//! Reactions to pushes and target-branch changes

use tracing::{debug, info, warn};

use super::{MergeService, PullContext};
use crate::error::{MergeError, NotAllowedReason, Result};
use crate::git::tree::{rev_parse, update_ref};
use crate::git::{get_compare_info, CompareInfo, GitCommand};
use crate::models::PullRequestFlow;
use crate::notify::PullRequestEvent;

impl MergeService {
    /// A branch was pushed: re-test pull requests whose head or base it is.
    ///
    /// Returns the ids that were re-enqueued.
    pub fn on_push(
        &self,
        repo_id: i64,
        branch: &str,
        before: &str,
        after: &str,
        doer_id: i64,
    ) -> Result<Vec<i64>> {
        let mut ids = self.on_head_pushed(repo_id, branch, before, after, doer_id)?;
        ids.extend(self.on_base_pushed(repo_id, branch)?);
        Ok(ids)
    }

    /// New commits on a head branch.
    ///
    /// For each open pull request with this head: sync `refs/pull/<n>/head`
    /// in the base repository, mark reviews stale, re-enqueue and emit
    /// [`PullRequestEvent::Synchronized`].
    pub fn on_head_pushed(
        &self,
        repo_id: i64,
        branch: &str,
        before: &str,
        after: &str,
        doer_id: i64,
    ) -> Result<Vec<i64>> {
        let ids = self
            .store
            .view(|data| Ok(data.open_pull_requests_by_head(repo_id, branch)))?;

        let mut queued = Vec::new();
        for &pr_id in &ids {
            let ctx = self.load_context(pr_id)?;
            if ctx.pr.flow == PullRequestFlow::Fork {
                if let Err(e) = self.sync_head_ref(&ctx, after) {
                    warn!(pr_id, "failed to sync head ref: {e}");
                }
            }
            self.store.transaction(|data| {
                data.mark_reviews_stale(ctx.issue.id);
                Ok(())
            })?;
            if self.add_to_task_queue(pr_id)?.is_some() {
                queued.push(pr_id);
            }
            self.notifier.notify(&PullRequestEvent::Synchronized {
                pr_id,
                before: before.to_string(),
                after: after.to_string(),
                doer_id,
            });
        }
        debug!(repo_id, branch, count = queued.len(), "head push handled");
        Ok(queued)
    }

    /// New commits on a base branch: every open pull request targeting it
    /// needs a fresh check.
    pub fn on_base_pushed(&self, repo_id: i64, branch: &str) -> Result<Vec<i64>> {
        let ids = self
            .store
            .view(|data| Ok(data.open_pull_requests_by_base(repo_id, branch)))?;
        let mut queued = Vec::new();
        for pr_id in ids {
            if self.add_to_task_queue(pr_id)?.is_some() {
                queued.push(pr_id);
            }
        }
        debug!(repo_id, branch, count = queued.len(), "base push handled");
        Ok(queued)
    }

    /// Point `refs/pull/<n>/head` in the base repository at the head commit.
    fn sync_head_ref(&self, ctx: &PullContext, after: &str) -> Result<()> {
        let git = self.git.as_ref();
        let head_ref = ctx.pr.head_ref();
        if ctx.pr.is_same_repo() {
            return update_ref(git, &ctx.base_repo.path, &head_ref, after);
        }
        git.checked(
            &GitCommand::new("fetch")
                .args(["--no-tags", "-q"])
                .arg(ctx.head_repo.path.to_string_lossy().into_owned())
                .arg(format!("+refs/heads/{}:{head_ref}", ctx.pr.head_branch))
                .dir(&ctx.base_repo.path),
        )?;
        Ok(())
    }

    /// Retarget a pull request at another branch of its base repository.
    pub fn change_target_branch(&self, pr_id: i64, doer_id: i64, new_branch: &str) -> Result<()> {
        let ctx = self.load_context(pr_id)?;
        if ctx.pr.has_merged {
            return Err(MergeError::AlreadyMerged { pr_id });
        }
        let permission = self
            .store
            .view(|data| Ok(data.permission(ctx.pr.base_repo_id, doer_id)))?;
        if doer_id != ctx.issue.poster_id && !permission.can_write() {
            return Err(MergeError::NotAllowedToMerge {
                reason: NotAllowedReason::NoPermission,
            });
        }

        let invalid = |reason: &str| MergeError::InvalidTargetBranch {
            branch: new_branch.to_string(),
            reason: reason.to_string(),
        };
        if new_branch == ctx.pr.base_branch {
            return Err(invalid("already the target branch"));
        }
        match rev_parse(self.git.as_ref(), &ctx.base_repo.path, &format!("refs/heads/{new_branch}")) {
            Ok(_) => {}
            Err(MergeError::BranchNotFound { .. }) => return Err(invalid("branch does not exist")),
            Err(e) => return Err(e),
        }
        if ctx.pr.is_same_repo() && ctx.pr.head_branch == new_branch {
            return Err(invalid("same as the head branch"));
        }
        let duplicate = self.store.view(|data| {
            Ok(data
                .open_pull_requests_by_base(ctx.pr.base_repo_id, new_branch)
                .into_iter()
                .filter_map(|id| data.pull_request(id).ok())
                .any(|other| {
                    other.head_repo_id == ctx.pr.head_repo_id
                        && other.head_branch == ctx.pr.head_branch
                        && other.flow == ctx.pr.flow
                }))
        })?;
        if duplicate {
            return Err(invalid("an open pull request already exists for this branch"));
        }

        let old_branch = ctx.pr.base_branch.clone();
        let (generation, previous) = self.store.transaction(|data| {
            let pr = data.pull_request_mut(pr_id)?;
            let previous = pr.status;
            pr.base_branch = new_branch.to_string();
            Ok((pr.begin_check(), previous))
        })?;
        if let Err(e) = self.queue.push(pr_id) {
            if let Some(generation) = generation {
                self.cancel_check(pr_id, generation, previous, |pr| {
                    pr.base_branch = old_branch.clone();
                });
            }
            return Err(e);
        }
        info!(pr_id, old = %old_branch, new = %new_branch, "target branch changed");

        self.notifier.notify(&PullRequestEvent::TargetBranchChanged {
            pr_id,
            old_branch,
            new_branch: new_branch.to_string(),
            doer_id,
        });
        Ok(())
    }

    /// Commits and changed-file count between the base and head branches.
    pub fn compare(&self, pr_id: i64, direct: bool, files_only: bool) -> Result<CompareInfo> {
        let ctx = self.load_context(pr_id)?;
        let git = self.git.as_ref();
        match ctx.pr.flow {
            PullRequestFlow::Fork => get_compare_info(
                git,
                &ctx.head_repo.path,
                &ctx.base_repo.path,
                &ctx.pr.base_branch,
                &ctx.pr.head_branch,
                direct,
                files_only,
            ),
            PullRequestFlow::Agit => get_compare_info(
                git,
                &ctx.base_repo.path,
                &ctx.base_repo.path,
                &ctx.pr.base_branch,
                &ctx.pr.head_ref(),
                direct,
                files_only,
            ),
        }
        .map_err(|e| e.context("compare", pr_id))
    }
}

* **Task prompt**
Exact copies of every record above are required.

* **Response area**
//! Reactions to pushes and target-branch changes

use tracing::{debug, info, warn};

use super::{MergeService, PullContext};
use crate::error::{MergeError, NotAllowedReason, Result};
use crate::git::tree::{rev_parse, update_ref};
use crate::git::{get_compare_info, CompareInfo, GitCommand};
use crate::models::PullRequestFlow;
use crate::notify::PullRequestEvent;

impl MergeService {
    /// A branch was pushed: re-test pull requests whose head or base it is.
    ///
    /// Returns the ids that were re-enqueued.
    pub fn on_push(
        &self,
        repo_id: i64,
        branch: &str,
        before: &str,
        after: &str,
        doer_id: i64,
    ) -> Result<Vec<i64>> {
        let mut ids = self.on_head_pushed(repo_id, branch, before, after, doer_id)?;
        ids.extend(self.on_base_pushed(repo_id, branch)?);
        Ok(ids)
    }

    /// New commits on a head branch.
    ///
    /// For each open pull request with this head: sync `refs/pull/<n>/head`
    /// in the base repository, mark reviews stale, re-enqueue and emit
    /// [`PullRequestEvent::Synchronized`].
    pub fn on_head_pushed(
        &self,
        repo_id: i64,
        branch: &str,
        before: &str,
        after: &str,
        doer_id: i64,
    ) -> Result<Vec<i64>> {
        let ids = self
            .store
            .view(|data| Ok(data.open_pull_requests_by_head(repo_id, branch)))?;

        let mut queued = Vec::new();
        for &pr_id in &ids {
            let ctx = self.load_context(pr_id)?;
            if ctx.pr.flow == PullRequestFlow::Fork {
                if let Err(e) = self.sync_head_ref(&ctx, after) {
                    warn!(pr_id, "failed to sync head ref: {e}");
                }
            }
            self.store.transaction(|data| {
                data.mark_reviews_stale(ctx.issue.id);
                Ok(())
            })?;
            if self.add_to_task_queue(pr_id)?.is_some() {
                queued.push(pr_id);
            }
            self.notifier.notify(&PullRequestEvent::Synchronized {
                pr_id,
                before: before.to_string(),
                after: after.to_string(),
                doer_id,
            });
        }
        debug!(repo_id, branch, count = queued.len(), "head push handled");
        Ok(queued)
    }

    /// New commits on a base branch: every open pull request targeting it
    /// needs a fresh check.
    pub fn on_base_pushed(&self, repo_id: i64, branch: &str) -> Result<Vec<i64>> {
        let ids = self
            .store
            .view(|data| Ok(data.open_pull_requests_by_base(repo_id, branch)))?;
        let mut queued = Vec::new();
        for pr_id in ids {
            if self.add_to_task_queue(pr_id)?.is_some() {
                queued.push(pr_id);
            }
        }
        debug!(repo_id, branch, count = queued.len(), "base push handled");
        Ok(queued)
    }

    /// Point `refs/pull/<n>/head` in the base repository at the head commit.
    fn sync_head_ref(&self, ctx: &PullContext, after: &str) -> Result<()> {
        let git = self.git.as_ref();
        let head_ref = ctx.pr.head_ref();
        if ctx.pr.is_same_repo() {
            return update_ref(git, &ctx.base_repo.path, &head_ref, after);
        }
        git.checked(
            &GitCommand::new("fetch")
                .args(["--no-tags", "-q"])
                .arg(ctx.head_repo.path.to_string_lossy().into_owned())
                .arg(format!("+refs/heads/{}:{head_ref}", ctx.pr.head_branch))
                .dir(&ctx.base_repo.path),
        )?;
        Ok(())
    }

    /// Retarget a pull request at another branch of its base repository.
    pub fn change_target_branch(&self, pr_id: i64, doer_id: i64, new_branch: &str) -> Result<()> {
        let ctx = self.load_context(pr_id)?;
        if ctx.pr.has_merged {
            return Err(MergeError::AlreadyMerged { pr_id });
        }
        let permission = self
            .store
            .view(|data| Ok(data.permission(ctx.pr.base_repo_id, doer_id)))?;
        if doer_id != ctx.issue.poster_id && !permission.can_write() {
            return Err(MergeError::NotAllowedToMerge {
                reason: NotAllowedReason::NoPermission,
            });
        }

        let invalid = |reason: &str| MergeError::InvalidTargetBranch {
            branch: new_branch.to_string(),
            reason: reason.to_string(),
        };
        if new_branch == ctx.pr.base_branch {
            return Err(invalid("already the target branch"));
        }
        match rev_parse(self.git.as_ref(), &ctx.base_repo.path, &format!("refs/heads/{new_branch}")) {
            Ok(_) => {}
            Err(MergeError::BranchNotFound { .. }) => return Err(invalid("branch does not exist")),
            Err(e) => return Err(e),
        }
        if ctx.pr.is_same_repo() && ctx.pr.head_branch == new_branch {
            return Err(invalid("same as the head branch"));
        }
        let duplicate = self.store.view(|data| {
            Ok(data
                .open_pull_requests_by_base(ctx.pr.base_repo_id, new_branch)
                .into_iter()
                .filter_map(|id| data.pull_request(id).ok())
                .any(|other| {
                    other.head_repo_id == ctx.pr.head_repo_id
                        && other.head_branch == ctx.pr.head_branch
                        && other.flow == ctx.pr.flow
                }))
        })?;
        if duplicate {
            return Err(invalid("an open pull request already exists for this branch"));
        }

        let old_branch = ctx.pr.base_branch.clone();
        let (generation, previous) = self.store.transaction(|data| {
            let pr = data.pull_request_mut(pr_id)?;
            let previous = pr.status;
            pr.base_branch = new_branch.to_string();
            Ok((pr.begin_check(), previous))
        })?;
        if let Err(e) = self.queue.push(pr_id) {
            if let Some(generation) = generation {
                self.cancel_check(pr_id, generation, previous, |pr| {
                    pr.base_branch = old_branch.clone();
                });
            }
            return Err(e);
        }
        info!(pr_id, old = %old_branch, new = %new_branch, "target branch changed");

        self.notifier.notify(&PullRequestEvent::TargetBranchChanged {
            pr_id,
            old_branch,
            new_branch: new_branch.to_string(),
            doer_id,
        });
        Ok(())
    }

    /// Commits and changed-file count between the base and head branches.
    pub fn compare(&self, pr_id: i64, direct: bool, files_only: bool) -> Result<CompareInfo> {
        let ctx = self.load_context(pr_id)?;
        let git = self.git.as_ref();
        match ctx.pr.flow {
            PullRequestFlow::Fork => get_compare_info(
                git,
                &ctx.head_repo.path,
                &ctx.base_repo.path,
                &ctx.pr.base_branch,
                &ctx.pr.head_branch,
                direct,
                files_only,
            ),
            PullRequestFlow::Agit => get_compare_info(
                git,
                &ctx.base_repo.path,
                &ctx.base_repo.path,
                &ctx.pr.base_branch,
                &ctx.pr.head_ref(),
                direct,
                files_only,
            ),
        }
        .map_err(|e| e.context("compare", pr_id))
    }
}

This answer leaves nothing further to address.